Era la primera vez que en la televisión se entraba tan de frente al humor político. En privado, Garzón no era un cuentachistes, no era Montecristo o el Príncipe de Marulanda. Tampoco era un tímido neurótico como Lucas Caballero, Klim, otra gran piedra en el zapato pero en la prensa escrita. Sin gran dificultad se convertía en el centro de atención, le gustaba jugar siempre de centro delantero. Era divertido y tenía sustancia.
El día de su entierro, miles salieron a la calle a despedirlo. Fue un multitudinario homenaje a un hombre que jamás se imaginó lo hondo que había calado en el alma popular. Su asesinato, ordenado por los paramilitares, silenció una voz única, original.
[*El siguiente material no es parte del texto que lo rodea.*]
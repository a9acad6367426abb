//! Save targets for rendered certificates.

use std::fs::{self, OpenOptions};
use std::io::{ErrorKind, Write};
use std::path::{Path, PathBuf};

use super::common::disk_filename;
use super::traits::DocumentSink;
use super::{GeneratorError, SavedDocument};

/// Writes certificates into a directory.
///
/// The logical filename is interpolated from user input, so it is passed
/// through [`disk_filename`] before touching the filesystem. Names that need
/// no change are written as-is.
#[derive(Debug, Clone)]
pub struct FileSink {
    dir: PathBuf,
    overwrite: bool,
}

impl FileSink {
    pub fn new(dir: impl Into<PathBuf>) -> Self {
        Self {
            dir: dir.into(),
            overwrite: true,
        }
    }

    pub fn overwrite(mut self, overwrite: bool) -> Self {
        self.overwrite = overwrite;
        self
    }

    fn write(&self, path: &Path, bytes: &[u8]) -> Result<(), GeneratorError> {
        let mut options = OpenOptions::new();
        options.write(true);
        if self.overwrite {
            options.create(true).truncate(true);
        } else {
            options.create_new(true);
        }

        let mut file = options.open(path).map_err(|source| {
            if source.kind() == ErrorKind::AlreadyExists {
                GeneratorError::AlreadyExists(path.to_path_buf())
            } else {
                GeneratorError::WriteFile {
                    path: path.to_path_buf(),
                    source,
                }
            }
        })?;

        file.write_all(bytes)
            .map_err(|source| GeneratorError::WriteFile {
                path: path.to_path_buf(),
                source,
            })
    }
}

impl DocumentSink for FileSink {
    fn save(&mut self, filename: &str, bytes: &[u8]) -> Result<SavedDocument, GeneratorError> {
        let on_disk = disk_filename(filename)
            .ok_or_else(|| GeneratorError::EmptyFilename(filename.to_string()))?;
        if on_disk != filename {
            log::warn!("Filename {:?} rewritten to {:?} for saving", filename, on_disk);
        }

        fs::create_dir_all(&self.dir).map_err(|source| GeneratorError::CreateDir {
            path: self.dir.clone(),
            source,
        })?;

        let path = self.dir.join(&on_disk);
        if let Err(e) = self.write(&path, bytes) {
            log::error!("Failed to save certificate: {}", e);
            return Err(e);
        }

        Ok(SavedDocument {
            filename: filename.to_string(),
            path: Some(path),
            size: bytes.len(),
        })
    }
}

/// Keeps certificates in memory, in save order.
#[derive(Debug, Default)]
pub struct MemorySink {
    documents: Vec<(String, Vec<u8>)>,
}

impl MemorySink {
    pub fn new() -> Self {
        Self::default()
    }

    pub fn documents(&self) -> &[(String, Vec<u8>)] {
        &self.documents
    }

    pub fn last(&self) -> Option<&(String, Vec<u8>)> {
        self.documents.last()
    }
}

impl DocumentSink for MemorySink {
    fn save(&mut self, filename: &str, bytes: &[u8]) -> Result<SavedDocument, GeneratorError> {
        self.documents.push((filename.to_string(), bytes.to_vec()));
        Ok(SavedDocument {
            filename: filename.to_string(),
            path: None,
            size: bytes.len(),
        })
    }
}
Hace mucha falta. Gabo dijo alguna vez que nadie es imprescindible. No estoy de acuerdo: el vacío dejado por Garzón es irreparable. Tan grande, que hoy nadie, absolutamente nadie, es capaz, ni tiene ganas, o la enjundia, para burlarse de los personajes de utilería de estos tiempos que corren. Hay mucho material para la ironía: patrioterismo desbordado, discursos veintejulieros, mentiras a granel, supuestos redentores, con ínfulas de iluminados. La burla los podría desenmascarar, los incomodaría a fondo, los haría demasiado vulnerables. Los pondría en su sitio.
Garzón se estrelló de frente con el país sórdido, el violento, el que hemos construido en medio siglo de plomo y tragedias. Como es apenas obvio, su crimen quedó impune. Su corta vida marcó una época. Y abrió un camino.
ESPEJO RETROVISOR
Ahora resulta que el ex presidente Samper y su administración son culpables exclusivos de las derrotas militares propinadas por la guerrilla al Ejército y del auge de los escuadrones de la muerte.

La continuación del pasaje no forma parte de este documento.